** SOURCE RECORDS follows **
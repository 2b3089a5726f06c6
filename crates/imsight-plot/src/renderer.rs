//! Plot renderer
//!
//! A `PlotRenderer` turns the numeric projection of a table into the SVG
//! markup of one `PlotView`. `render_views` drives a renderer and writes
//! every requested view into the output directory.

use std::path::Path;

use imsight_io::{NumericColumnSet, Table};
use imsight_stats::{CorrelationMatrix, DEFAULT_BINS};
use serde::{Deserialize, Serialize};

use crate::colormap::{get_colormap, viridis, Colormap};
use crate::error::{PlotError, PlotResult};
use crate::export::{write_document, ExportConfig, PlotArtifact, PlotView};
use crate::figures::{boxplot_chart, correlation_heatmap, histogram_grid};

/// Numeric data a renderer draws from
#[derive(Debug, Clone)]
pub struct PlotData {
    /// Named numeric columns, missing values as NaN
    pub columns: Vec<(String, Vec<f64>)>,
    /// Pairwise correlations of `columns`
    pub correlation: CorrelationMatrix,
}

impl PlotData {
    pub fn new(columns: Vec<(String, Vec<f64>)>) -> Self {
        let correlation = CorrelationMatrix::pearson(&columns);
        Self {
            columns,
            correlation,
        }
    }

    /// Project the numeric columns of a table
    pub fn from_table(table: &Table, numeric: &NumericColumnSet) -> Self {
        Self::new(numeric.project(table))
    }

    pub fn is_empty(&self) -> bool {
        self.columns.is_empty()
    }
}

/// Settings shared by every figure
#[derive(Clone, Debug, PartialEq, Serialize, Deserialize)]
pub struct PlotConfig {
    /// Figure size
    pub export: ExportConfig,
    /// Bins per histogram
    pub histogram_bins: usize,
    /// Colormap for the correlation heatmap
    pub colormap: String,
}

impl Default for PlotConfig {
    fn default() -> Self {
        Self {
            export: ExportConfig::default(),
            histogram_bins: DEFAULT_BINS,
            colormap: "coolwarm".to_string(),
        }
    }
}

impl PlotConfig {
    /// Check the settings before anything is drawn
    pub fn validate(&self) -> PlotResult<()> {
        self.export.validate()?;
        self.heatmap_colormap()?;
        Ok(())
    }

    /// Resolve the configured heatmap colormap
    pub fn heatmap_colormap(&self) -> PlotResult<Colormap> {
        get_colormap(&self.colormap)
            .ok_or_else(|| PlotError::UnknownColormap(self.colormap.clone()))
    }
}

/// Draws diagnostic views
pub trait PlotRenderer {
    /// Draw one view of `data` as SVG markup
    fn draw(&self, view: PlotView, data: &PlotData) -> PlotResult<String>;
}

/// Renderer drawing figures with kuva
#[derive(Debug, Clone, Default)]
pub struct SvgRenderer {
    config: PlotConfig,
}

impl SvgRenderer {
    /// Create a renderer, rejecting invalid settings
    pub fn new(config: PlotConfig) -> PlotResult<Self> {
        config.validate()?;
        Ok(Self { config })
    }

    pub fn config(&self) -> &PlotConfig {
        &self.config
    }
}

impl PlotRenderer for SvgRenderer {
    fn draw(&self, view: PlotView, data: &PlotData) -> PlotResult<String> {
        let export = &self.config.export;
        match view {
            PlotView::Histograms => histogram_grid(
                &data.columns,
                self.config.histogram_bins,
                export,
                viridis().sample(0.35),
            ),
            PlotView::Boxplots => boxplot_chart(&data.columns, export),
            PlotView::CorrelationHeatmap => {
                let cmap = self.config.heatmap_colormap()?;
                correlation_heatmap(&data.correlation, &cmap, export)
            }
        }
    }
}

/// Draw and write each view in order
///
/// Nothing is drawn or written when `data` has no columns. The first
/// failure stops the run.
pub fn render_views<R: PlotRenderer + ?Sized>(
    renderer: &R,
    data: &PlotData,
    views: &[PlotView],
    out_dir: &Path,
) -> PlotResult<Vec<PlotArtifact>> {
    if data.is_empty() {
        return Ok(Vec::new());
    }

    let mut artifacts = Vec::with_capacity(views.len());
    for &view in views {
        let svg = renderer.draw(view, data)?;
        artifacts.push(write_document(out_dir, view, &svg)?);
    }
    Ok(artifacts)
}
** End of SOURCE RECORDS **
** SOURCE RECORDS follows **
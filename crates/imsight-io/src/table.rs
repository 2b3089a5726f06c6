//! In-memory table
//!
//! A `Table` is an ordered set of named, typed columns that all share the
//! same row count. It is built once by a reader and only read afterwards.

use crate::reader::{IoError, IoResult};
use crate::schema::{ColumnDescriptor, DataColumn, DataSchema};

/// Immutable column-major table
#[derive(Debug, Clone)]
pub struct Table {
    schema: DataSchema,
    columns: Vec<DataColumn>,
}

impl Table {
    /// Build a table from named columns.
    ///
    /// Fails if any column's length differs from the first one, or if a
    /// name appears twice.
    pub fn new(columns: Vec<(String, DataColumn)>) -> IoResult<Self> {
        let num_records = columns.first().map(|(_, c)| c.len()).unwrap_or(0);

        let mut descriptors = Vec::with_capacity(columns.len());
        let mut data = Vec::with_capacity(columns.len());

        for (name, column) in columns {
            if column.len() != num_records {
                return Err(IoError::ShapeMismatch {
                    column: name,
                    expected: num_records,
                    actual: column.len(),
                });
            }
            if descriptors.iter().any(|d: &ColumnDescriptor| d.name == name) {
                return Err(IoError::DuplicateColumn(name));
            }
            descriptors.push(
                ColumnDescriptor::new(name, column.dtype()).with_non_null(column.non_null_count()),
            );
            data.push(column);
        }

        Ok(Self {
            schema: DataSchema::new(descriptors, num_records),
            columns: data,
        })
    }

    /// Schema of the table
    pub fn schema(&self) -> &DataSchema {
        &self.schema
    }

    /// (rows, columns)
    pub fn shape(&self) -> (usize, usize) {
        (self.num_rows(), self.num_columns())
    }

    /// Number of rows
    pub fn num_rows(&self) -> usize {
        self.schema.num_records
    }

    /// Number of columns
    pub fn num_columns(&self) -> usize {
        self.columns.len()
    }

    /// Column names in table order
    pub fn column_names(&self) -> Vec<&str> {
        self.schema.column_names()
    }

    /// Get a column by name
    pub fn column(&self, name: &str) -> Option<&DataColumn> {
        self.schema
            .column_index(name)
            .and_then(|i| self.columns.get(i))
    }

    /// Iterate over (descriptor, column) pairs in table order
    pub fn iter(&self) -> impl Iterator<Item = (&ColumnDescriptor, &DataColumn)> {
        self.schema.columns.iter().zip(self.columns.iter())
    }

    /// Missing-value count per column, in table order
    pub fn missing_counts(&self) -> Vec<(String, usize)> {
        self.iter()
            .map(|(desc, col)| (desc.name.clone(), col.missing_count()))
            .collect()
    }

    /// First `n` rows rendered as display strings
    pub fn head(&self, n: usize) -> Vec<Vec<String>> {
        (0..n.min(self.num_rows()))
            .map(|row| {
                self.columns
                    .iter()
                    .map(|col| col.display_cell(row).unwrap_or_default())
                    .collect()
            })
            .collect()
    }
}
** End of SOURCE RECORDS **
[REQUIRED WORK]:
Copy all lines of the listing above that contain the string "usize".

[SOLUTION TO THE PROBLEM]:
    pub histogram_bins: usize,
    pub fn shape(&self) -> (usize, usize) {
    pub fn num_rows(&self) -> usize {
    pub fn num_columns(&self) -> usize {
    pub fn missing_counts(&self) -> Vec<(String, usize)> {
    pub fn head(&self, n: usize) -> Vec<Vec<String>> {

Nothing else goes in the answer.